*** Opening of Records to use ***

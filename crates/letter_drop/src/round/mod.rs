//! Headless round logic: layout, drag tracking and slot matching.
//!
//! The round never touches rendering or audio. Operations take a [`GeometryProvider`] for
//! bounding boxes and return the [`RoundEvent`]s the presentation reacts to.

pub mod celebration;
pub mod config;
pub mod deferred;
pub mod geometry;
pub mod layout;

use core::time::Duration;

use bevy::math::{Rect, Vec2};
use fastrand::Rng;
use tracing::{debug, info};

use self::celebration::Celebration;
use self::config::{MatchRule, RoundConfig};
use self::deferred::{DeferredQueue, DeferredTask};
use self::geometry::{
    ElementId, GeometryError, GeometryProvider, centered_on, pixels_to_percent, touching,
};

#[derive(Debug, Clone, Copy, PartialEq, Eq, Hash, PartialOrd, Ord)]
pub struct SlotId(pub usize);

#[derive(Debug, Clone, Copy, PartialEq, Eq, Hash, PartialOrd, Ord)]
pub struct TileId(pub usize);

/// Fixed target in the central word outline.
#[derive(Debug, Clone, PartialEq)]
pub struct Slot {
    pub id: SlotId,
    pub character: char,
    /// Top-left corner in board pixels
    pub position: Vec2,
    pub filled: bool,
    pub win_highlight: bool,
}

impl Slot {
    pub const fn new(id: SlotId, character: char, position: Vec2) -> Self {
        Self {
            id,
            character,
            position,
            filled: false,
            win_highlight: false,
        }
    }
}

/// Draggable letter.
#[derive(Debug, Clone, PartialEq)]
pub struct Tile {
    pub id: TileId,
    pub character: char,
    /// Top-left corner in percent of the board, so it follows board resizes
    pub position: Vec2,
    /// Snapped and waiting to be removed
    pub fading: bool,
}

impl Tile {
    pub const fn new(id: TileId, character: char, position: Vec2) -> Self {
        Self {
            id,
            character,
            position,
            fading: false,
        }
    }
}

#[derive(Debug, Clone, Copy, PartialEq)]
pub struct DragSession {
    pub tile: TileId,
    /// Pointer position relative to the tile's top-left corner at grab time
    pub grab_offset: Vec2,
}

#[derive(Debug, Clone, Copy, PartialEq, Eq, Hash, strum::Display)]
pub enum AudioCue {
    TileShown,
    Drop,
    Win,
}

#[derive(Debug, Clone, PartialEq)]
pub enum RoundEvent {
    /// The board had no size yet, layout retries on the next tick
    LayoutDeferred,
    TilesShown { word: String },
    DragStarted(TileId),
    DragCancelled(TileId),
    TileSnapped { tile: TileId, slot: SlotId },
    DropMissed(TileId),
    TileRemoved(TileId),
    Solved,
    CelebrationStarted,
    FireworksCleared,
    Reset,
}

impl RoundEvent {
    pub const fn audio_cue(&self) -> Option<AudioCue> {
        match self {
            Self::TilesShown { .. } => Some(AudioCue::TileShown),
            Self::TileSnapped { .. } => Some(AudioCue::Drop),
            Self::Solved => Some(AudioCue::Win),
            _ => None,
        }
    }
}

#[derive(Debug, Default)]
pub struct Round {
    config: RoundConfig,
    word: String,
    /// Word waiting for the board to be measured
    pending_word: Option<String>,
    board_size: Vec2,
    slots: Vec<Slot>,
    tiles: Vec<Tile>,
    drag: Option<DragSession>,
    celebration: Celebration,
    solved: bool,
    deferred: DeferredQueue,
}

impl Round {
    pub fn new(config: RoundConfig) -> Self {
        Self {
            config,
            ..Self::default()
        }
    }

    pub const fn config(&self) -> &RoundConfig {
        &self.config
    }

    pub fn word(&self) -> &str {
        &self.word
    }

    pub fn slots(&self) -> &[Slot] {
        &self.slots
    }

    pub fn tiles(&self) -> &[Tile] {
        &self.tiles
    }

    pub fn slot(&self, id: SlotId) -> Option<&Slot> {
        self.slots.iter().find(|slot| slot.id == id)
    }

    pub fn tile(&self, id: TileId) -> Option<&Tile> {
        self.tiles.iter().find(|tile| tile.id == id)
    }

    pub const fn drag(&self) -> Option<DragSession> {
        self.drag
    }

    pub const fn celebration(&self) -> &Celebration {
        &self.celebration
    }

    pub const fn is_solved(&self) -> bool {
        self.solved
    }

    /// Bumped by every layout and reset, identifies what the board currently shows.
    pub const fn generation(&self) -> u64 {
        self.deferred.generation()
    }

    pub const fn is_layout_pending(&self) -> bool {
        self.pending_word.is_some()
    }

    fn tile_mut(&mut self, id: TileId) -> Option<&mut Tile> {
        self.tiles.iter_mut().find(|tile| tile.id == id)
    }

    /// Starts a round for `word`, replacing whatever was on the board.
    ///
    /// Ignored while solved or for an empty word. On an unmeasured board the word is kept and
    /// laid out by the first [`Round::tick`] that can measure it.
    pub fn submit_word(
        &mut self,
        word: &str,
        geometry: &impl GeometryProvider,
        rng: &mut Rng,
    ) -> Vec<RoundEvent> {
        if self.solved {
            debug!("Ignoring submission of {word:?}, round is solved");
            return Vec::new();
        }
        if word.is_empty() {
            return Vec::new();
        }

        match geometry.board_rect() {
            Ok(board) => self.lay_out(word.to_owned(), board.size(), rng),
            Err(err) => {
                debug!("Deferring layout of {word:?}: {err}");
                self.pending_word = Some(word.to_owned());
                vec![RoundEvent::LayoutDeferred]
            }
        }
    }

    fn lay_out(&mut self, word: String, board_size: Vec2, rng: &mut Rng) -> Vec<RoundEvent> {
        let layout = layout::generate(&word, board_size, &self.config, rng);
        info!(
            "New round {word:?} on a {board_size} board ({} fallback placements)",
            layout.fallbacks
        );

        self.deferred.invalidate();
        self.pending_word = None;
        self.board_size = board_size;
        self.slots = layout.slots;
        self.tiles = layout.tiles;
        self.drag = None;
        self.celebration.clear();
        self.word.clone_from(&word);

        vec![RoundEvent::TilesShown { word }]
    }

    /// Topmost tile under `point` that can still be picked up.
    pub fn tile_at(&self, point: Vec2, geometry: &impl GeometryProvider) -> Option<TileId> {
        self.tiles
            .iter()
            .rev()
            .filter(|tile| !tile.fading)
            .find(|tile| {
                geometry
                    .element_rect(ElementId::Tile(tile.id))
                    .is_ok_and(|rect| rect.contains(point))
            })
            .map(|tile| tile.id)
    }

    /// Grabs the tile under the pointer. Ignored while solved, while another drag is active,
    /// or without pointer coordinates.
    pub fn pointer_down(
        &mut self,
        point: Option<Vec2>,
        geometry: &impl GeometryProvider,
    ) -> Vec<RoundEvent> {
        if self.solved || self.drag.is_some() {
            return Vec::new();
        }
        let Some(point) = point else {
            debug!("Ignoring pointer down without coordinates");
            return Vec::new();
        };
        let Some(tile) = self.tile_at(point, geometry) else {
            return Vec::new();
        };
        let Ok(rect) = geometry.element_rect(ElementId::Tile(tile)) else {
            return Vec::new();
        };

        self.drag = Some(DragSession {
            tile,
            grab_offset: point - rect.min,
        });
        vec![RoundEvent::DragStarted(tile)]
    }

    /// Moves the held tile so the grab point stays under the pointer.
    /// Returns whether a tile moved.
    pub fn pointer_move(&mut self, point: Option<Vec2>, geometry: &impl GeometryProvider) -> bool {
        let Some(session) = self.drag else {
            return false;
        };
        if self.solved {
            return false;
        }
        let Some(point) = point else {
            return false;
        };
        let board = match geometry.board_rect() {
            Ok(board) => board,
            Err(err) => {
                debug!("Ignoring pointer move: {err}");
                return false;
            }
        };

        let top_left = point - board.min - session.grab_offset;
        let Some(tile) = self.tile_mut(session.tile) else {
            return false;
        };
        tile.position = pixels_to_percent(top_left, board.size());
        true
    }

    /// Ends the drag without testing slots. The tile stays where it is.
    pub fn pointer_cancel(&mut self) -> Vec<RoundEvent> {
        self.drag
            .take()
            .map(|session| vec![RoundEvent::DragCancelled(session.tile)])
            .unwrap_or_default()
    }

    /// Drops the held tile: snaps it into the first open slot with the same character within
    /// reach, then checks whether the round is solved.
    pub fn pointer_up(&mut self, geometry: &impl GeometryProvider) -> Vec<RoundEvent> {
        let Some(session) = self.drag.take() else {
            return Vec::new();
        };
        if self.solved {
            return Vec::new();
        }

        let mut events = match self.resolve_drop(session.tile, geometry) {
            Ok(Some(slot)) => self.snap(session.tile, slot, geometry),
            Ok(None) => vec![RoundEvent::DropMissed(session.tile)],
            Err(err) => {
                debug!("Ignoring drop of {:?}: {err}", session.tile);
                Vec::new()
            }
        };

        if !self.slots.is_empty() && self.slots.iter().all(|slot| slot.filled) {
            events.extend(self.solve());
        }
        events
    }

    /// First open slot, in slot order, with the tile's character and within reach of it.
    fn resolve_drop(
        &self,
        tile: TileId,
        geometry: &impl GeometryProvider,
    ) -> Result<Option<SlotId>, GeometryError> {
        let character = self
            .tile(tile)
            .map(|tile| tile.character)
            .ok_or(GeometryError::UnknownElement(ElementId::Tile(tile)))?;
        let tile_rect = geometry.element_rect(ElementId::Tile(tile))?;
        let reaches = |slot_rect: Rect| match self.config.match_rule {
            MatchRule::Touching => touching(tile_rect, slot_rect),
            MatchRule::Centered => centered_on(tile_rect, slot_rect),
        };

        Ok(self
            .slots
            .iter()
            .filter(|slot| !slot.filled && slot.character == character)
            .find(|slot| {
                geometry
                    .element_rect(ElementId::Slot(slot.id))
                    .is_ok_and(reaches)
            })
            .map(|slot| slot.id))
    }

    fn snap(
        &mut self,
        tile: TileId,
        slot: SlotId,
        geometry: &impl GeometryProvider,
    ) -> Vec<RoundEvent> {
        let board_size = geometry
            .board_rect()
            .map_or(self.board_size, |board| board.size());

        let Some(slot_position) = self
            .slots
            .iter_mut()
            .find(|candidate| candidate.id == slot)
            .map(|slot| {
                slot.filled = true;
                slot.position
            })
        else {
            return Vec::new();
        };

        if let Some(tile) = self.tile_mut(tile) {
            tile.position = pixels_to_percent(slot_position, board_size);
            tile.fading = true;
        }
        self.deferred
            .schedule(self.config.fade_delay, DeferredTask::RemoveTile(tile));

        debug!("Snapped {tile:?} into {slot:?}");
        vec![RoundEvent::TileSnapped { tile, slot }]
    }

    fn solve(&mut self) -> Vec<RoundEvent> {
        if self.solved {
            return Vec::new();
        }
        info!("Solved {:?}", self.word);

        self.solved = true;
        for slot in &mut self.slots {
            slot.win_highlight = true;
        }
        self.deferred
            .schedule(self.config.celebration_delay, DeferredTask::Celebrate);
        vec![RoundEvent::Solved]
    }

    /// Advances deferred work by `delta` and retries a layout that was waiting for the board.
    pub fn tick(
        &mut self,
        delta: Duration,
        geometry: &impl GeometryProvider,
        rng: &mut Rng,
    ) -> Vec<RoundEvent> {
        let mut events = Vec::new();

        if let Ok(board) = geometry.board_rect() {
            if let Some(word) = self.pending_word.take() {
                events.extend(self.lay_out(word, board.size(), rng));
            }
            self.board_size = board.size();
        }

        for task in self.deferred.advance(delta) {
            match task {
                DeferredTask::RemoveTile(id) => {
                    self.tiles.retain(|tile| tile.id != id);
                    events.push(RoundEvent::TileRemoved(id));
                }
                DeferredTask::Celebrate => {
                    self.celebration
                        .launch(&self.slots, self.board_size, &self.config, rng);
                    self.deferred
                        .schedule(self.config.firework_duration, DeferredTask::ClearFireworks);
                    events.push(RoundEvent::CelebrationStarted);
                }
                DeferredTask::ClearFireworks => {
                    self.celebration.fireworks.clear();
                    events.push(RoundEvent::FireworksCleared);
                }
            }
        }

        events
    }

    /// Back to an empty board. Pending deferred work from the old round is dropped.
    pub fn reset(&mut self) -> Vec<RoundEvent> {
        info!("Resetting round");

        self.deferred.invalidate();
        self.word.clear();
        self.pending_word = None;
        self.slots.clear();
        self.tiles.clear();
        self.drag = None;
        self.celebration.clear();
        self.solved = false;

        vec![RoundEvent::Reset]
    }
}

*** Close of Records to use ***

■ **About this exercise**
Copy out every line of the records that the string "DragCancelled" appears in.

■ **Written answer**
    DragCancelled(TileId),
            .map(|session| vec![RoundEvent::DragCancelled(session.tile)])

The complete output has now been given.